Four Hours to Production: Edge Learning Quickly Makes a Difference at Schneider Electric

Leading electronics manufacturer Schneider Electric specializes in the digital transformation of energy management and automation. They recently discovered that edge learning can play a key role in their ongoing transformation as they invest in smart factories that use connected devices, machinery, and production systems to continuously collect data.

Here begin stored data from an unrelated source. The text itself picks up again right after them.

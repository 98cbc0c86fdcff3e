//! Quarterly periods in the authority's `YYYYTq` notation.

use std::fmt;
use std::str::FromStr;

use chrono::NaiveDate;
use serde::de::Error as _;
use serde::{Deserialize, Deserializer, Serialize, Serializer};

use crate::error::PipelineError;

/// A calendar quarter, e.g. `2024T4`. Ordering is year-then-quarter, which
/// matches the lexicographic order of the normalised literal.
#[derive(Debug, Clone, Copy, PartialEq, Eq, PartialOrd, Ord, Hash)]
pub struct Period {
    pub year: i32,
    pub quarter: u8,
}

impl Period {
    pub fn new(year: i32, quarter: u8) -> Option<Self> {
        if (1..=4).contains(&quarter) && (1900..=2999).contains(&year) {
            Some(Self { year, quarter })
        } else {
            None
        }
    }

    /// First day of the first month of the quarter.
    pub fn start_date(&self) -> NaiveDate {
        let month = 3 * (u32::from(self.quarter) - 1) + 1;
        NaiveDate::from_ymd_opt(self.year, month, 1).expect("quarter start is a valid date")
    }

    /// Last day of the third month of the quarter.
    pub fn end_date(&self) -> NaiveDate {
        let month = 3 * u32::from(self.quarter);
        let day = match self.quarter {
            1 | 4 => 31,
            _ => 30,
        };
        NaiveDate::from_ymd_opt(self.year, month, day).expect("quarter end is a valid date")
    }
}

impl fmt::Display for Period {
    fn fmt(&self, f: &mut fmt::Formatter<'_>) -> fmt::Result {
        write!(f, "{}T{}", self.year, self.quarter)
    }
}

impl FromStr for Period {
    type Err = PipelineError;

    fn from_str(s: &str) -> Result<Self, Self::Err> {
        let trimmed = s.trim().trim_matches('"').trim_start_matches('\u{feff}');
        let bad = || PipelineError::BadPeriod(s.to_string());

        let (year_part, quarter_part) = trimmed
            .split_once(['T', 't'])
            .ok_or_else(bad)?;
        if year_part.len() != 4 || quarter_part.len() != 1 {
            return Err(bad());
        }
        let year: i32 = year_part.parse().map_err(|_| bad())?;
        let quarter: u8 = quarter_part.parse().map_err(|_| bad())?;
        Period::new(year, quarter).ok_or_else(bad)
    }
}

impl Serialize for Period {
    fn serialize<S: Serializer>(&self, serializer: S) -> Result<S::Ok, S::Error> {
        serializer.collect_str(self)
    }
}

impl<'de> Deserialize<'de> for Period {
    fn deserialize<D: Deserializer<'de>>(deserializer: D) -> Result<Self, D::Error> {
        let s = String::deserialize(deserializer)?;
        s.parse().map_err(D::Error::custom)
    }
}

#[cfg(test)]
mod tests {
    use super::*;

    #[test]
    fn parses_canonical_literal() {
        let p: Period = "2024T4".parse().unwrap();
        assert_eq!(p, Period { year: 2024, quarter: 4 });
        assert_eq!(p.to_string(), "2024T4");
    }

    #[test]
    fn parses_quoted_and_padded_literals() {
        assert_eq!("\"2023T1\"".parse::<Period>().unwrap().quarter, 1);
        assert_eq!(" 2023T2 ".parse::<Period>().unwrap().quarter, 2);
    }

    #[test]
    fn rejects_malformed_literals() {
        for bad in ["2024Q1", "24T1", "2024T5", "2024T0", "2024", "T1", "2024T11"] {
            assert!(bad.parse::<Period>().is_err(), "accepted {bad:?}");
        }
    }

    #[test]
    fn orders_by_year_then_quarter() {
        let p = |s: &str| s.parse::<Period>().unwrap();
        assert!(p("2024T4") > p("2024T3"));
        assert!(p("2024T1") > p("2023T4"));
        assert_eq!(p("2024T2").max(p("2024T3")), p("2024T3"));
    }

    #[test]
    fn q1_boundaries() {
        let p: Period = "2025T1".parse().unwrap();
        assert_eq!(p.start_date(), NaiveDate::from_ymd_opt(2025, 1, 1).unwrap());
        assert_eq!(p.end_date(), NaiveDate::from_ymd_opt(2025, 3, 31).unwrap());
    }

    #[test]
    fn q4_boundaries() {
        let p: Period = "2024T4".parse().unwrap();
        assert_eq!(p.start_date(), NaiveDate::from_ymd_opt(2024, 10, 1).unwrap());
        assert_eq!(p.end_date(), NaiveDate::from_ymd_opt(2024, 12, 31).unwrap());
    }

    #[test]
    fn mid_year_boundaries() {
        let p: Period = "2024T2".parse().unwrap();
        assert_eq!(p.start_date(), NaiveDate::from_ymd_opt(2024, 4, 1).unwrap());
        assert_eq!(p.end_date(), NaiveDate::from_ymd_opt(2024, 6, 30).unwrap());
    }

    #[test]
    fn serde_round_trip() {
        let p: Period = "2024T3".parse().unwrap();
        let json = serde_json::to_string(&p).unwrap();
        assert_eq!(json, "\"2024T3\"");
        let back: Period = serde_json::from_str(&json).unwrap();
        assert_eq!(back, p);
    }
}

Traditionally, this manufacturer relied on rule-based machine vision. The system worked, but it produced inconsistent quality results, along with a higher than acceptable level of false rejects.

Among other applications, Schneider Electric implemented edge learning to conduct quality inspections and identify presence/absence on pad and spring components for assembly.

According to Laurent Chantoiseau, GSC Europe Data & Analytics Director at Schneider Electric, “Edge learning solutions are incredibly easy to set up; in less than 4 hours for a simple use case, we can have an application ready for production.”

Schneider Electric has a variety of applications that range from simple to complex, and edge learning offers quick and easy solutions to a multitude of complex production challenges. As edge learning is successfully implemented into Schneider Electric’s factories, the company refers to them as “smart factories.” Schneider’s smart factories learn and adapt in real or near real-time, increasing efficiency, improving quality, and lowering costs.


Edge learning’s ability to solve incredibly challenging production problems with simplicity is making a difference in the manufacturing world today.

  • The technology performs exceptionally with minimal training, solving challenges in minutes.
  • It greatly boosts inspection performance, accurately detecting subtle defects.
  • It’s fast and easy to integrate into any manufacturing environment, with no prior machine vision knowledge required.
  • The power of edge learning, combined with machine vision, becomes a game changer for OEMs and manufacturers across industries.

Artificial intelligence has come a long way, and it’s now a powerful tool to harness in manufacturing. Thanks to edge learning, even smaller manufacturers who thought AI solutions were out of reach can now start taking advantage.